COVID-19 in cancer patients on systemic anti-cancer therapies: outcomes from the CAPITOL (COVID-19 Cancer PatIenT Outcomes in North London) cohort study
Author(s) -
Valerie Crolley,
Daire Hanna,
Nalinie JoharatnamHogan,
Neha Chopra,
Ekin Bamac,
Meera Desai,
Yuk-Chun Lam,
Sabiq Dipro,
Ruhi Kanani,
Jack A. Benson,
William Wilson,
Thomas A. Fox,
Kai-Keen Shiu,
Martin Förster,
John Bridgewater,
Daniel Hochhauser,
Khurum Khan
Publication year - 2020
Publication title -
therapeutic advances in medical oncology
Language(s) - English
Resource type - Journals
SCImago Journal Rank - 2.272
H-Index - 49
eISSN - 1758-8359
pISSN - 1758-8340
DOI - 10.1177/1758835920971147
Subject(s) - medicine , covid-19 , cancer , cohort , cohort study , intensive care medicine , disease , virology , infectious disease (medical specialty) , outbreak
Background: Patients with cancer are hypothesised to be at increased risk of contracting COVID-19, leading to changes in treatment pathways in those treated with systemic anti-cancer treatments (SACT). This study investigated the outcomes of patients receiving SACT to assess whether they were at greater risk of contracting COVID-19 or having more severe outcomes.Methods: Data was collected from all patients receiving SACT in two cancer centres as part of CAPITOL (COVID-19 Cancer PatIenT Outcomes in North London). The primary outcome was the effect of clinical characteristics on the incidence and severity of COVID-19 infection in patients on SACT. We used univariable and multivariable models to analyse outcomes, adjusting for age, gender and comorbidities.Results: A total of 2871 patients receiving SACT from 2 March to 31 May 2020 were analysed; 68 (2.4%) were diagnosed with COVID-19. Cancer patients receiving SACT were more likely to die if they contracted COVID-19 than those who did not [adjusted (adj.) odds ratio (OR) 9.84; 95% confidence interval (CI) 5.73–16.9]. Receiving chemotherapy increased the risk of developing COVID-19 (adj. OR 2.99; 95% CI = 1.72–5.21), with high dose chemotherapy significantly increasing risk (adj. OR 2.36, 95% CI 1.35–6.48), as did the presence of comorbidities (adj.

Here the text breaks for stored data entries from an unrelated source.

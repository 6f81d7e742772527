//! Page plans
//!
//! A [`PagePlan`] is the single description of an output document: which
//! source page lands at each position, how far to turn it, and what to stamp
//! on it. Plans are built from a snapshot of the UI's page list and never
//! shared with it afterwards.

use crate::error::{ComposeError, Result};
use crate::overlay::OverlaySpec;
use crate::rotation::accumulate;
use serde::{Deserialize, Serialize};
use std::collections::HashSet;
use std::fmt;

/// Identifies a source document within one assembly.
#[derive(Debug, Clone, Copy, PartialEq, Eq, Hash, PartialOrd, Ord, Serialize, Deserialize)]
#[serde(transparent)]
pub struct DocumentId(pub u32);

impl fmt::Display for DocumentId {
    fn fmt(&self, f: &mut fmt::Formatter<'_>) -> fmt::Result {
        write!(f, "document {}", self.0)
    }
}

/// A page of a source document (0-based index).
#[derive(Debug, Clone, Copy, PartialEq, Eq, Hash, Serialize, Deserialize)]
pub struct PageRef {
    pub document: DocumentId,
    pub index: usize,
}

impl PageRef {
    pub fn new(document: DocumentId, index: usize) -> Self {
        Self { document, index }
    }
}

#[derive(Debug, Clone, PartialEq, Serialize)]
pub struct PlanEntry {
    pub source: PageRef,
    /// Degrees added to the page's own rotation. Always a multiple of 90.
    pub rotation_delta: i64,
    pub overlays: Vec<OverlaySpec>,
}

impl PlanEntry {
    pub fn copy_of(source: PageRef) -> Self {
        Self {
            source,
            rotation_delta: 0,
            overlays: Vec::new(),
        }
    }
}

/// Which output positions an overlay or rotation applies to.
#[derive(Debug, Clone, PartialEq, Eq, Default, Serialize, Deserialize)]
pub enum PageTargets {
    #[default]
    All,
    /// Explicit 0-based output positions.
    Only(Vec<usize>),
    ExcludeFirst,
    ExcludeLast,
    ExcludeFirstAndLast,
}

impl PageTargets {
    /// Build from "skip first/last page" checkboxes.
    pub fn excluding(first: bool, last: bool) -> Self {
        match (first, last) {
            (false, false) => PageTargets::All,
            (true, false) => PageTargets::ExcludeFirst,
            (false, true) => PageTargets::ExcludeLast,
            (true, true) => PageTargets::ExcludeFirstAndLast,
        }
    }

    pub fn includes(&self, position: usize, len: usize) -> bool {
        let is_first = position == 0;
        let is_last = position + 1 == len;
        match self {
            PageTargets::All => true,
            PageTargets::Only(positions) => positions.contains(&position),
            PageTargets::ExcludeFirst => !is_first,
            PageTargets::ExcludeLast => !is_last,
            PageTargets::ExcludeFirstAndLast => !is_first && !is_last,
        }
    }
}

/// Ordered per-page instructions for one output document.
#[derive(Debug, Clone, PartialEq, Default, Serialize)]
pub struct PagePlan {
    entries: Vec<PlanEntry>,
}

impl PagePlan {
    pub fn new(entries: Vec<PlanEntry>) -> Self {
        Self { entries }
    }

    /// Every page of a document in its original order.
    pub fn identity(document: DocumentId, page_count: usize) -> Self {
        Self::select(document, &(0..page_count).collect::<Vec<_>>())
    }

    /// The listed pages, in the listed order.
    pub fn select(document: DocumentId, indices: &[usize]) -> Self {
        Self::new(
            indices
                .iter()
                .map(|&index| PlanEntry::copy_of(PageRef::new(document, index)))
                .collect(),
        )
    }

    /// A new page order for one document. Pages left out are dropped.
    pub fn reorder(document: DocumentId, page_count: usize, order: &[usize]) -> Result<Self> {
        if order.is_empty() {
            return Err(ComposeError::EmptySelection);
        }

        let mut seen = HashSet::with_capacity(order.len());
        for &index in order {
            if index >= page_count {
                return Err(ComposeError::PageIndex {
                    document,
                    index,
                    page_count,
                });
            }
            if !seen.insert(index) {
                return Err(ComposeError::DuplicatePage { page: index + 1 });
            }
        }

        Ok(Self::select(document, order))
    }

    /// All pages of each document, documents in the given order.
    pub fn merge(documents: &[(DocumentId, usize)]) -> Self {
        Self::new(
            documents
                .iter()
                .flat_map(|&(document, page_count)| {
                    (0..page_count).map(move |index| PlanEntry::copy_of(PageRef::new(document, index)))
                })
                .collect(),
        )
    }

    /// Every page except the deleted ones.
    pub fn without(document: DocumentId, page_count: usize, deleted: &[usize]) -> Result<Self> {
        if let Some(&index) = deleted.iter().find(|&&i| i >= page_count) {
            return Err(ComposeError::PageIndex {
                document,
                index,
                page_count,
            });
        }

        let deleted: HashSet<usize> = deleted.iter().copied().collect();
        let kept: Vec<usize> = (0..page_count).filter(|i| !deleted.contains(i)).collect();
        if kept.is_empty() {
            return Err(ComposeError::EmptySelection);
        }
        Ok(Self::select(document, &kept))
    }

    /// Add `delta` degrees to the entries at the given output positions.
    pub fn rotate_pages(mut self, positions: &[usize], delta: i64) -> Result<Self> {
        let len = self.entries.len();
        for &position in positions {
            let entry = self
                .entries
                .get_mut(position)
                .ok_or_else(|| ComposeError::OutOfBounds {
                    clause: "rotate".into(),
                    page: position as u64 + 1,
                    total: len,
                })?;
            entry.rotation_delta = accumulate(entry.rotation_delta, delta)?.degrees();
        }
        Ok(self)
    }

    pub fn rotate_all(self, delta: i64) -> Result<Self> {
        let positions: Vec<usize> = (0..self.entries.len()).collect();
        self.rotate_pages(&positions, delta)
    }

    /// Attach one overlay to every targeted output position.
    pub fn stamp(self, overlay: OverlaySpec, targets: &PageTargets) -> Result<Self> {
        let overlay = overlay.validate()?;
        Ok(self.stamp_each(|position, len| {
            targets.includes(position, len).then(|| overlay.clone())
        }))
    }

    /// Attach a per-position overlay; `None` leaves the page untouched.
    pub fn stamp_each<F>(mut self, mut overlay_for: F) -> Self
    where
        F: FnMut(usize, usize) -> Option<OverlaySpec>,
    {
        let len = self.entries.len();
        for (position, entry) in self.entries.iter_mut().enumerate() {
            if let Some(overlay) = overlay_for(position, len) {
                entry.overlays.push(overlay);
            }
        }
        self
    }

    pub fn entries(&self) -> &[PlanEntry] {
        &self.entries
    }

    pub fn len(&self) -> usize {
        self.entries.len()
    }

    pub fn is_empty(&self) -> bool {
        self.entries.is_empty()
    }

    /// Documents the plan reads from, in first-use order.
    pub fn documents(&self) -> Vec<DocumentId> {
        let mut seen = HashSet::new();
        self.entries
            .iter()
            .map(|e| e.source.document)
            .filter(|d| seen.insert(*d))
            .collect()
    }
}
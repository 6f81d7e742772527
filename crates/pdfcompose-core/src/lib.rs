//! PDF page composition
//!
//! This crate builds new PDF documents out of pages of existing ones using
//! lopdf: merge, split, reorder, rotate, delete, and stamping text or image
//! overlays (watermarks, signatures, page numbers).
//!
//! Every tool follows the same path:
//! - a request is parsed into a [`PagePlan`] (or several, for split)
//! - the [`Assembler`] validates the whole plan, then copies pages into a
//!   fresh document and serialises it
//!
//! Sources are never modified and all work happens on in-memory buffers.

pub mod assemble;
pub mod command;
pub mod error;
pub mod image;
pub mod metrics;
pub mod numbering;
pub mod overlay;
pub mod plan;
pub mod range;
pub mod rotation;
pub mod source;
pub mod split;
pub mod stamp;

#[cfg(test)]
mod test_support;

pub use assemble::{assemble, Assembler, CancelToken};
pub use command::{ComposeCommand, OutputSpec, PageItem, ProcessMetrics, ProcessResult};
pub use error::{ComposeError, ErrorKind, ErrorReport, Result};
pub use numbering::{NumberingPolicy, PageNumbering};
pub use overlay::{AbsolutePosition, Align, Alignment, Anchor, OverlayContent, OverlaySpec, TextStyle};
pub use plan::{DocumentId, PagePlan, PageRef, PageTargets, PlanEntry};
pub use range::{parse_range, RangeGroup, SelectionMode};
pub use rotation::{accumulate, Rotation};
pub use source::{get_page_count, PageInfo, PageOrientation, SourceDocument, SourceSet};
pub use split::{plan_split, OutputPlan};

/// Validate `spec` and place it on a `page_width` x `page_height` page.
pub fn place_overlay(spec: &OverlaySpec, page_width: f64, page_height: f64) -> Result<AbsolutePosition> {
    if !(page_width.is_finite() && page_width > 0.0 && page_height.is_finite() && page_height > 0.0) {
        return Err(ComposeError::InvalidOverlay(format!(
            "page size must be positive, got {}x{}",
            page_width, page_height
        )));
    }
    let spec = spec.clone().validate()?;
    Ok(overlay::place(&spec, page_width, page_height))
}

OR 2.29; 95% CI 1.19–4.38), and having a respiratory or intrathoracic neoplasm (adj. OR 2.12; 95% CI 1.04–4.36). Receiving targeted treatment had a protective effect (adj. OR 0.53; 95% CI 0.30–0.95). Treatment intent (curative versus palliative), hormonal- or immunotherapy and solid versus haematological cancers had no significant effect on risk.Conclusion: Patients on SACT are more likely to die if they contract COVID-19. Those on chemotherapy, particularly high dose chemotherapy, are more likely to contract COVID-19, while targeted treatment appears to be protective.